* Work item
Your task is to copy the lines of the data below from the line holding "OutputSink::Stdio(StdioSink)" through the line holding "filename logger-call/src/runtime/mod.rs", inclusive, exactly and with nothing added.

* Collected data
################
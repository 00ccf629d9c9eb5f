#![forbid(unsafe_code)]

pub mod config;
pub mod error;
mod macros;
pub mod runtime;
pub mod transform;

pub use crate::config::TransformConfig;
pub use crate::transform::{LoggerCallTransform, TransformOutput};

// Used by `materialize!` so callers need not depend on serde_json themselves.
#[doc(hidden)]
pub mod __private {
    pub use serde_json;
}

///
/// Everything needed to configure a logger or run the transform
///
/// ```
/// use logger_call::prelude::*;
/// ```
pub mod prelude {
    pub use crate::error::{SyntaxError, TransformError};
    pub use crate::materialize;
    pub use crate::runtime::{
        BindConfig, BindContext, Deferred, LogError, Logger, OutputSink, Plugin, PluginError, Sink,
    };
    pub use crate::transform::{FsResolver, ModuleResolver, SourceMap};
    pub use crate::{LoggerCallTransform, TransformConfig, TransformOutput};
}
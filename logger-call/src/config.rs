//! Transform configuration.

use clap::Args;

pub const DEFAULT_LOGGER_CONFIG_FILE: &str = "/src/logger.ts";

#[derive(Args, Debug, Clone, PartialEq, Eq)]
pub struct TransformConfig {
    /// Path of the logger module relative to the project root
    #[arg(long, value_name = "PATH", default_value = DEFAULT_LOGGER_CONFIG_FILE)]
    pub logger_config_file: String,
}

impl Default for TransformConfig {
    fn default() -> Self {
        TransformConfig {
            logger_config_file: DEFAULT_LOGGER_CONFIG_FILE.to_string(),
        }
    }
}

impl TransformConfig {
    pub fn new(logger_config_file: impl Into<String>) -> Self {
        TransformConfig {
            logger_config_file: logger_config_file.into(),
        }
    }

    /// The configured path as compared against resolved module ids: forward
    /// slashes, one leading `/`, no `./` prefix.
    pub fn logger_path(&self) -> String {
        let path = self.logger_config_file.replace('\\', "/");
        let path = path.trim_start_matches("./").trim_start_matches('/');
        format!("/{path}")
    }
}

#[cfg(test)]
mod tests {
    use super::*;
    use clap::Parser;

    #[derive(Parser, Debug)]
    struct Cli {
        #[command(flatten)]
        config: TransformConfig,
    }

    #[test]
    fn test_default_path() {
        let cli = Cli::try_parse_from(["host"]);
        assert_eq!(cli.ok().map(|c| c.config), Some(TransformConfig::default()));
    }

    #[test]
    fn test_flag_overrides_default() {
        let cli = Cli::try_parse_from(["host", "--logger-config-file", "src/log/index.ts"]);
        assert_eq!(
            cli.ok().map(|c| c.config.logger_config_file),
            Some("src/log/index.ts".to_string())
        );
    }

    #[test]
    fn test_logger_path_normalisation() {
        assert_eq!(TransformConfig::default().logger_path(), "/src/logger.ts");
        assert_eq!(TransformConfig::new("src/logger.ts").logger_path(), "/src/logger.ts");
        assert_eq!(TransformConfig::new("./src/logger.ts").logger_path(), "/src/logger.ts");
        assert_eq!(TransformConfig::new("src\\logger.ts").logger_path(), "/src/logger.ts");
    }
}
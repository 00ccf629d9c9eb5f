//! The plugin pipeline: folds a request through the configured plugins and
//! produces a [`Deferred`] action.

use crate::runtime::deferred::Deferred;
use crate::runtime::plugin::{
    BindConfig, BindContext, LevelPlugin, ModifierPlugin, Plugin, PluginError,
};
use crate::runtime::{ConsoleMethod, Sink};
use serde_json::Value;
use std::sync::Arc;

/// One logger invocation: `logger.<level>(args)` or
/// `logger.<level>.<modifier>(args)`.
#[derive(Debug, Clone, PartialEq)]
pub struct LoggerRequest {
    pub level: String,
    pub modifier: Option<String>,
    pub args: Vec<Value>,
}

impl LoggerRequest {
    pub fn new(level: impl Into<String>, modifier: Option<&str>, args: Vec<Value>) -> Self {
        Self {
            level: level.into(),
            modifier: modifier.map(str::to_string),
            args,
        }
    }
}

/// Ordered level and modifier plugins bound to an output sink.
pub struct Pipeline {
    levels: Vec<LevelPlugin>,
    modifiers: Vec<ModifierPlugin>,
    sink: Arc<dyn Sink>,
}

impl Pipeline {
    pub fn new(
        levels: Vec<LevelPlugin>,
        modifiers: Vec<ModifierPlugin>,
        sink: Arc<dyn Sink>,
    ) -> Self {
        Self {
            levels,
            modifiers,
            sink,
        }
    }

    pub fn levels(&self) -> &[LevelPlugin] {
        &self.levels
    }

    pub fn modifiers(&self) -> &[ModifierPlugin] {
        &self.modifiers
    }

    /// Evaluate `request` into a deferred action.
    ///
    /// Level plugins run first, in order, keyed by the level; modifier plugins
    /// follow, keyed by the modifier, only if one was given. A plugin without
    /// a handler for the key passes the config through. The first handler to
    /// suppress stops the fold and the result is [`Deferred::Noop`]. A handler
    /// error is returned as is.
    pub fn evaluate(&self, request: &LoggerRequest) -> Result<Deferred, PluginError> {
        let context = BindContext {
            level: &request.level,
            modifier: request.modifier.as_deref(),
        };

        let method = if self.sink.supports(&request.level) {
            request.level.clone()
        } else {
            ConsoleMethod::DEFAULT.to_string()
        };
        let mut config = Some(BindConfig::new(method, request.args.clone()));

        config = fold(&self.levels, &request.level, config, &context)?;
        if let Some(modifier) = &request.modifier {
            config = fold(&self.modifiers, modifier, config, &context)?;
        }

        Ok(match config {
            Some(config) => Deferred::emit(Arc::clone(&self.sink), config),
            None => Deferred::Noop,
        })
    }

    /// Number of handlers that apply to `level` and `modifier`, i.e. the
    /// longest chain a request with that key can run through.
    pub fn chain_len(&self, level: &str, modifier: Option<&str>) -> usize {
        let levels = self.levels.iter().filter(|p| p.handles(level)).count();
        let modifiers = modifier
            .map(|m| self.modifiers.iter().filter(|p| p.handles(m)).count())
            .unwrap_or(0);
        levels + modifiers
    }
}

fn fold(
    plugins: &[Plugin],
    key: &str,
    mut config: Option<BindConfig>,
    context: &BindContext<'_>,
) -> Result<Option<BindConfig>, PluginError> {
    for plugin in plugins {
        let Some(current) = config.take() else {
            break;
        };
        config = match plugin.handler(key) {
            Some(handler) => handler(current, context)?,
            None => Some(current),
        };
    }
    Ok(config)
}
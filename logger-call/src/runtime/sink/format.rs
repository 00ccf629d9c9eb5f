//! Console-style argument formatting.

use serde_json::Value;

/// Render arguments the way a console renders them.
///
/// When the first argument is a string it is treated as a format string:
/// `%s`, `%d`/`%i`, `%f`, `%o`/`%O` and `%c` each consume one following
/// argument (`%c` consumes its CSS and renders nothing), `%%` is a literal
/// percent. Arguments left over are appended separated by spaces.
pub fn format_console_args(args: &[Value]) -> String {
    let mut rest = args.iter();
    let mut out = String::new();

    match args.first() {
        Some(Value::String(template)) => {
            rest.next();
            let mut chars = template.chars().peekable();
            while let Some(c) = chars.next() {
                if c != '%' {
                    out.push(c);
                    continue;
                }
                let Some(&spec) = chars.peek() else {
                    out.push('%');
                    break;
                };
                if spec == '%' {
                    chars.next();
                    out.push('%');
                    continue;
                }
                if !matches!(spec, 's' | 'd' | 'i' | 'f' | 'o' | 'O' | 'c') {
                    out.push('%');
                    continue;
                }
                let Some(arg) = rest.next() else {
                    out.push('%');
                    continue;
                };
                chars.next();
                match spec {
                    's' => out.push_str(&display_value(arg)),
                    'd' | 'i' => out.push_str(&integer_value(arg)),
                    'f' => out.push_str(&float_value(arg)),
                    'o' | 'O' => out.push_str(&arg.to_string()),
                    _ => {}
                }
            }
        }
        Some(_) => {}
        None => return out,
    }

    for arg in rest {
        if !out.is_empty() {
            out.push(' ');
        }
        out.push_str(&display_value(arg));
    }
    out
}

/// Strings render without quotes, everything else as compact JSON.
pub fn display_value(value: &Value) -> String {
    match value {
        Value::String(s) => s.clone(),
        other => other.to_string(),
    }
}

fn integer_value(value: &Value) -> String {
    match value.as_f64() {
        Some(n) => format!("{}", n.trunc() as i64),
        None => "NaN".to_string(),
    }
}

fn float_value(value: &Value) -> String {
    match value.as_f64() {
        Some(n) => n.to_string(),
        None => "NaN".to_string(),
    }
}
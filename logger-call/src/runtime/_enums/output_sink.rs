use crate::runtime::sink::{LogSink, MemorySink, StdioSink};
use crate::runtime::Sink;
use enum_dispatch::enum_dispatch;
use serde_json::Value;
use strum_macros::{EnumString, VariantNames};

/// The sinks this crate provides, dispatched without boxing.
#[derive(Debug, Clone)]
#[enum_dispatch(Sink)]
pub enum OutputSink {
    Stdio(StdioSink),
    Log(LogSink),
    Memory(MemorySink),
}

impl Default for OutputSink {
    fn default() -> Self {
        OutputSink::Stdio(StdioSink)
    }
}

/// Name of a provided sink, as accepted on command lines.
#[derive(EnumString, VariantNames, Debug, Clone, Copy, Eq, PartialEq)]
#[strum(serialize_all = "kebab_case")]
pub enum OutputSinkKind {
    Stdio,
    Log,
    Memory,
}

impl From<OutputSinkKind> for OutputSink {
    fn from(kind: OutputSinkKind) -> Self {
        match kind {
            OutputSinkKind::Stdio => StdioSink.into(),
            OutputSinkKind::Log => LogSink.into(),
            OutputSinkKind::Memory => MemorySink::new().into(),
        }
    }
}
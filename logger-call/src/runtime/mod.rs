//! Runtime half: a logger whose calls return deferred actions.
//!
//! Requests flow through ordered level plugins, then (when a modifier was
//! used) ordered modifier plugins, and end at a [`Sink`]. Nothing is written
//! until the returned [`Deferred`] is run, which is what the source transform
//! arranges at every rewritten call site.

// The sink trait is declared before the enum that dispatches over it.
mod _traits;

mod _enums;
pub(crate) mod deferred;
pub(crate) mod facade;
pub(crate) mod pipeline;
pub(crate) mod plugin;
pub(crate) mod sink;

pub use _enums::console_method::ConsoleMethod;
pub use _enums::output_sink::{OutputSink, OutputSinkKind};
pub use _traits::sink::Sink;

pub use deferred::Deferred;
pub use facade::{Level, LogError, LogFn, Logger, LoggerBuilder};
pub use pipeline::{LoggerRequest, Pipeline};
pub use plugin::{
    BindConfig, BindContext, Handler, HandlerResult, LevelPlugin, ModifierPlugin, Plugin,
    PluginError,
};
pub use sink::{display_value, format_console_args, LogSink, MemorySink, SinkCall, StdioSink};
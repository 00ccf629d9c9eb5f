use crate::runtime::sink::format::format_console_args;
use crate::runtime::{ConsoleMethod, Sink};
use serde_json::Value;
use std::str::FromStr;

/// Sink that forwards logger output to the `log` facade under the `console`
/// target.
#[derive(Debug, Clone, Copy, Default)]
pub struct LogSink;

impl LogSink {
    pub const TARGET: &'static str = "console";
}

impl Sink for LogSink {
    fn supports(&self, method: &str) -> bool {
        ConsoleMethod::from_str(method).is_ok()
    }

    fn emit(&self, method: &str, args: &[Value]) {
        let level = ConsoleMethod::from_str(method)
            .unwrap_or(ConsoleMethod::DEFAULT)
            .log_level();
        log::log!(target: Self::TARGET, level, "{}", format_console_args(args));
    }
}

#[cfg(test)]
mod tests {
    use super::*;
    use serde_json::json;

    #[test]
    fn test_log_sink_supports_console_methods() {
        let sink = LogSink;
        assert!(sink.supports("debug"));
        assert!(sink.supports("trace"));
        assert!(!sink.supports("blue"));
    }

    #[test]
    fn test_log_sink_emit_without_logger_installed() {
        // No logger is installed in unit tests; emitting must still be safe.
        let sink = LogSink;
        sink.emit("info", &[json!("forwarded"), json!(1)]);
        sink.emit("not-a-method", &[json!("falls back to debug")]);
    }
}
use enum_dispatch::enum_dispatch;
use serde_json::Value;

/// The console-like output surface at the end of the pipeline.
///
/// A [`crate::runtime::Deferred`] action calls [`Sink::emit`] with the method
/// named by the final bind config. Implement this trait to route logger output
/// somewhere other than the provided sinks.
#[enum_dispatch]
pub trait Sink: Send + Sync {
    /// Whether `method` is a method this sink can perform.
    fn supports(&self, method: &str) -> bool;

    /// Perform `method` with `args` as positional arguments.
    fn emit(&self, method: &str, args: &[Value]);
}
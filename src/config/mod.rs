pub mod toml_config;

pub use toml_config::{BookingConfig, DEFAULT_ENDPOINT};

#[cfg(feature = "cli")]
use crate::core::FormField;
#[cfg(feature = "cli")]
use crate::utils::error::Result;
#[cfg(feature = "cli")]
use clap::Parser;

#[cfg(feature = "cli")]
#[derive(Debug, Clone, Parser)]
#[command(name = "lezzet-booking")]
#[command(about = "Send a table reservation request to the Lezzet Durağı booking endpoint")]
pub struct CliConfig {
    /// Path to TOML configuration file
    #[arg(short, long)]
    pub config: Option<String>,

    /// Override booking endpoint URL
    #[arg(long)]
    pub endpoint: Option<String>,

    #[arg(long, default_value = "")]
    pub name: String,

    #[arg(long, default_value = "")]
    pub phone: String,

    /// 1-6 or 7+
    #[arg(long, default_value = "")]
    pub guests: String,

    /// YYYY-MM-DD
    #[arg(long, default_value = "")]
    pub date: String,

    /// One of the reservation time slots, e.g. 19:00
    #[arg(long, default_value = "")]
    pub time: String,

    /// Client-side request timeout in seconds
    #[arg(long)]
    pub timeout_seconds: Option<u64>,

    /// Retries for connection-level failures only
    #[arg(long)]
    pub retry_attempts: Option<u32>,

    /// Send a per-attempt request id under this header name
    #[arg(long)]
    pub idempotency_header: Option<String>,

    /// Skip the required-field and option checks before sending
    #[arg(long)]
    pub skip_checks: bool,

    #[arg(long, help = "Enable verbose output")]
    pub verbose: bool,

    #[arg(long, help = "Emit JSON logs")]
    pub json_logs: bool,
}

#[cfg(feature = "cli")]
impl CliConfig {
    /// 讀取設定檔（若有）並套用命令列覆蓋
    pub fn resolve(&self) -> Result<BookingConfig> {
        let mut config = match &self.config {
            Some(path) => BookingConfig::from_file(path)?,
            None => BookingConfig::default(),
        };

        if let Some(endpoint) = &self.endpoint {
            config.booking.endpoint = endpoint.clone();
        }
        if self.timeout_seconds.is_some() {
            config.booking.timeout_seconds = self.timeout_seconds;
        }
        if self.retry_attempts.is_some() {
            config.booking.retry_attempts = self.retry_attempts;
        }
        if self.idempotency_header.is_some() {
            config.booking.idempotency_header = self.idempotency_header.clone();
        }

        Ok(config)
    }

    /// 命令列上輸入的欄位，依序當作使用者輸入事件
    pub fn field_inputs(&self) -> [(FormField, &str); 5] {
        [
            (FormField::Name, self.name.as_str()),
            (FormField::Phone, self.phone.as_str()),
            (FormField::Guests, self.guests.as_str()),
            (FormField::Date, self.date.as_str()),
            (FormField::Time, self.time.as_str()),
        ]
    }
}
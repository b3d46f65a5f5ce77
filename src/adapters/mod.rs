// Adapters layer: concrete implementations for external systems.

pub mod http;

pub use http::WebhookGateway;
################
* Expected answer
        OutputSink::Stdio(StdioSink)
    }
}

/// Name of a provided sink, as accepted on command lines.
#[derive(EnumString, VariantNames, Debug, Clone, Copy, Eq, PartialEq)]
#[strum(serialize_all = "kebab_case")]
pub enum OutputSinkKind {
    Stdio,
    Log,
    Memory,
}

impl From<OutputSinkKind> for OutputSink {
    fn from(kind: OutputSinkKind) -> Self {
        match kind {
            OutputSinkKind::Stdio => StdioSink.into(),
            OutputSinkKind::Log => LogSink.into(),
            OutputSinkKind::Memory => MemorySink::new().into(),
        }
    }
}
filename logger-call/src/runtime/mod.rs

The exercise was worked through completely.